“Income volatility” and “unexpected expenses” are somewhat of an oxymoron -- they’ve become so commonplace it’s hard to consider them rare.
The financial ups-and-downs of American families are prompting new research into how households cope with these swings, as well as how they affect those who are unprepared to handle a sudden hit. Family income and spending fluctuate by about 30 percent from month to month, which translates into an unplanned expense of $1,300 for middle-income households, according to research from the JPMorgan Chase Institute.
Such swings can wreak havoc on family budgets, especially for those without a lot of wiggle room. Financial advisers typically recommend that Americans sock away about six months of income in case of a job loss or other emergency, but considering that most adults can’t afford a $500 emergency expense, that’s likely to be out reach for many.
A smaller cash cushion can serve as a buffer for those times when a medical bill or dip in income stresses your budget, said Diana Farrell, chief executive officer of the JPMorgan Chase Institute.
“You wouldn’t worry about it if it happened in a month where your income dips when you spend less, but they aren’t correlated,” Farrell said of income swings and expenses. “So we’re trying to understand how much cash you need in a buffer to cover that level of volatility.”
JPMorgan’s research is based on de-identified data from Chase customers, and it includes samples ranging from 100,000 to 1 million customers. The data provides insights into how consumers actually earn and spend, compared with self-reported survey data, which can be inaccurate because it’s based on memory and expectations.
The everyday cash buffer needed by families peaks between the ages of 35 to 44, when it reaches $2,400 for middle-income families.
The highest-income families -- those who earn more than $104,600 per year -- need their largest buffer when they’re between the ages of 35 to 54. At at that point, they should have $5,300 on hand to cover the typical ebbs and flows of income and expenses.
Interestingly, young workers start their careers with fairly similar needs for their cash buffers, the research found. The lowest-income workers should have $1,400 in their everyday cash buffer, compared with $2,700 for the highest-income workers in the 18 to 24 age group. But by the time workers reach old age, the dispersion is far wider.
The reason? Young workers have more similar expenses, partly because they’re relatively healthy as a group and are also finding their first jobs and apartments. Older Americans are much less alike, given a wider variety of health issues and living arrangements.

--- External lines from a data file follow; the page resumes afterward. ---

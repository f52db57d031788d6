use crate::buffer::TargetHint;
use crate::context::ExtensionSupport;
use crate::extensions;
use crate::state::{Create, Invalidate, MultiBind, ObjectAccess, DISENGAGED};
use glstate_common::gl::types::GLuint;

pub(crate) const TARGET_COUNT: usize = TargetHint::ALL.len();

/// Cached buffer bindings and the buffer implementations in use.
#[derive(Debug)]
pub(crate) struct BufferState {
    bindings: [GLuint; TARGET_COUNT],
    pub create: Create,
    pub access: ObjectAccess,
    pub invalidate: Invalidate,
    pub multi_bind: MultiBind,
    pub copy_supported: bool,

    pub map_alignment_supported: bool,
    pub atomic_counters_supported: bool,
    pub shader_storage_supported: bool,
    pub uniform_buffers_supported: bool,

    pub min_map_alignment: Option<i32>,
    pub max_atomic_counter_bindings: Option<i32>,
    pub max_shader_storage_bindings: Option<i32>,
    pub uniform_offset_alignment: Option<i32>,
    pub shader_storage_offset_alignment: Option<i32>,
    pub max_uniform_bindings: Option<i32>,
}

impl BufferState {
    pub fn new(ext: &ExtensionSupport, used: &mut Vec<&'static str>) -> Self {
        let (create, access) = if ext.is_supported(&extensions::ARB_DIRECT_STATE_ACCESS) {
            used.push(extensions::ARB_DIRECT_STATE_ACCESS.name());
            (Create::DirectStateAccess, ObjectAccess::DirectStateAccess)
        } else if ext.is_supported(&extensions::EXT_DIRECT_STATE_ACCESS) {
            used.push(extensions::EXT_DIRECT_STATE_ACCESS.name());
            (Create::Gen, ObjectAccess::DirectStateAccessExt)
        } else {
            (Create::Gen, ObjectAccess::Bind)
        };

        let invalidate = if ext.is_supported(&extensions::ARB_INVALIDATE_SUBDATA) {
            used.push(extensions::ARB_INVALIDATE_SUBDATA.name());
            Invalidate::Arb
        } else {
            Invalidate::NoOp
        };

        let multi_bind = if ext.is_supported(&extensions::ARB_MULTI_BIND) {
            used.push(extensions::ARB_MULTI_BIND.name());
            MultiBind::Multi
        } else {
            MultiBind::Fallback
        };

        BufferState {
            bindings: [0; TARGET_COUNT],
            create,
            access,
            invalidate,
            multi_bind,
            copy_supported: ext.is_supported(&extensions::ARB_COPY_BUFFER),
            map_alignment_supported: ext.is_supported(&extensions::ARB_MAP_BUFFER_ALIGNMENT),
            atomic_counters_supported: ext.is_supported(&extensions::ARB_SHADER_ATOMIC_COUNTERS),
            shader_storage_supported: ext
                .is_supported(&extensions::ARB_SHADER_STORAGE_BUFFER_OBJECT),
            uniform_buffers_supported: ext.is_supported(&extensions::ARB_UNIFORM_BUFFER_OBJECT),
            min_map_alignment: None,
            max_atomic_counter_bindings: None,
            max_shader_storage_bindings: None,
            uniform_offset_alignment: None,
            shader_storage_offset_alignment: None,
            max_uniform_bindings: None,
        }
    }

    pub fn index_for_target(target: TargetHint) -> usize {
        TargetHint::ALL
            .iter()
            .position(|t| *t == target)
            .unwrap_or_default()
    }

    pub fn binding(&self, target: TargetHint) -> GLuint {
        self.bindings[Self::index_for_target(target)]
    }

    /// Record a binding. Returns whether the driver needs to be told.
    pub fn bind(&mut self, target: TargetHint, id: GLuint) -> bool {
        let binding = &mut self.bindings[Self::index_for_target(target)];
        if *binding == id {
            return false;
        }
        *binding = id;
        true
    }

    /// Find a target the buffer can be used from without rebinding.
    ///
    /// Prefers the hint, then the first target the buffer is already bound
    /// to. Otherwise the buffer is recorded as bound to the hint and the
    /// returned flag says the driver needs to bind it.
    pub fn bind_somewhere(&mut self, hint: TargetHint, id: GLuint) -> (TargetHint, bool) {
        if self.binding(hint) == id {
            return (hint, false);
        }

        if let Some(index) = self.bindings.iter().position(|b| *b == id) {
            return (TargetHint::ALL[index], false);
        }

        self.bindings[Self::index_for_target(hint)] = id;
        (hint, true)
    }

    /// Forget a deleted buffer.
    pub fn forget(&mut self, id: GLuint) {
        for binding in self.bindings.iter_mut().filter(|b| **b == id) {
            *binding = 0;
        }
    }

    /// Invalidate an element array binding that changed with the VAO.
    pub fn disengage(&mut self, target: TargetHint) {
        self.bindings[Self::index_for_target(target)] = DISENGAGED;
    }

    pub fn reset(&mut self) {
        self.bindings = [DISENGAGED; TARGET_COUNT];
    }
}

#[cfg(test)]
mod test {
    use super::*;
    use glstate_common::Version;

    fn state(version: Version, advertised: &[crate::extensions::Extension]) -> BufferState {
        let mut used = Vec::new();
        BufferState::new(&ExtensionSupport::with(version, advertised), &mut used)
    }

    #[test]
    fn selects_implementations() {
        let gl45 = state(Version::GL450, &[]);
        assert_eq!(gl45.create, Create::DirectStateAccess);
        assert_eq!(gl45.access, ObjectAccess::DirectStateAccess);
        assert_eq!(gl45.invalidate, Invalidate::Arb);
        assert_eq!(gl45.multi_bind, MultiBind::Multi);

        let ext = state(Version::GL330, &[extensions::EXT_DIRECT_STATE_ACCESS]);
        assert_eq!(ext.create, Create::Gen);
        assert_eq!(ext.access, ObjectAccess::DirectStateAccessExt);
        assert_eq!(ext.invalidate, Invalidate::NoOp);
        assert_eq!(ext.multi_bind, MultiBind::Fallback);

        let plain = state(Version::GL300, &[]);
        assert_eq!(plain.access, ObjectAccess::Bind);
        assert!(!plain.copy_supported);
        assert!(!plain.uniform_buffers_supported);
    }

    #[test]
    fn lists_used_extensions() {
        let mut used = Vec::new();
        BufferState::new(
            &ExtensionSupport::with(Version::GL330, &[extensions::ARB_MULTI_BIND]),
            &mut used,
        );
        assert_eq!(used, vec!["GL_ARB_multi_bind"]);
    }

    #[test]
    fn elides_repeated_binds() {
        let mut state = state(Version::GL330, &[]);
        assert!(state.bind(TargetHint::Array, 3));
        assert!(!state.bind(TargetHint::Array, 3));
        assert!(state.bind(TargetHint::Array, 0));
        assert!(state.bind(TargetHint::Uniform, 3));
    }

    #[test]
    fn bind_somewhere_prefers_existing() {
        let mut state = state(Version::GL330, &[]);
        assert_eq!(state.bind_somewhere(TargetHint::Array, 5), (TargetHint::Array, true));
        assert_eq!(state.bind_somewhere(TargetHint::Array, 5), (TargetHint::Array, false));

        // already bound to array, so no need to rebind to uniform
        assert_eq!(
            state.bind_somewhere(TargetHint::Uniform, 5),
            (TargetHint::Array, false)
        );

        state.bind(TargetHint::Uniform, 5);
        assert_eq!(
            state.bind_somewhere(TargetHint::Uniform, 5),
            (TargetHint::Uniform, false)
        );
    }

    #[test]
    fn forget_clears_every_target() {
        let mut state = state(Version::GL330, &[]);
        state.bind(TargetHint::Array, 7);
        state.bind(TargetHint::CopyRead, 7);
        state.bind(TargetHint::Uniform, 8);
        state.forget(7);

        assert_eq!(state.binding(TargetHint::Array), 0);
        assert_eq!(state.binding(TargetHint::CopyRead), 0);
        assert_eq!(state.binding(TargetHint::Uniform), 8);
    }

    #[test]
    fn reset_forces_rebind() {
        let mut state = state(Version::GL330, &[]);
        state.bind(TargetHint::Array, 0);
        state.reset();
        assert!(state.bind(TargetHint::Array, 0));
    }
}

“The experience of old people is much more dispersed,” Farrell said. “You have more variety in expenses and in income than you would have in any other age group. If you think about the experiences of old age, some people live in homes with their children, some in retirement homes.”
Farrell recommends that households keep their everyday cash buffer in a savings account. She said households should still aim to have an emergency savings account of the three to six months of income recommended by financial experts. Those assets could be kept in money market funds, certificates of deposit or other vehicles that are slightly less liquid than a bank account.
What happens if a household doesn’t have the assets on hand to cover an emergency expense or income dip? It’s not always pretty, according to the bank’s data.
An emergency medical expense typically sets a household back by $2,089, and most families are still feeling the impact 12 months later, with liquid assets about 2 percent lower and credit card debt 9 percent higher.
“People scramble to pull together whatever they can, but they don’t recover for at least a year after,” Farrell said. “For those who don’t have the ability to pay, they in fact go into medical debt.”
While it may seem impossible to save even the cash buffer that JPMorgan recommends, fintech services have sprung up that aim to help consumers understand their month-to-month volatility and sock away a little extra money. Those include Earn, which is a nonprofit service for working families that provides incentives for saving $20 per month, and Meet Albert, which analyzes financial data to provide recommendations for saving money.
“Between taxes, deductions, overtime and bonuses,” said Farrell, “most people are bouncing around, but they don’t necessarily have an understanding of that.”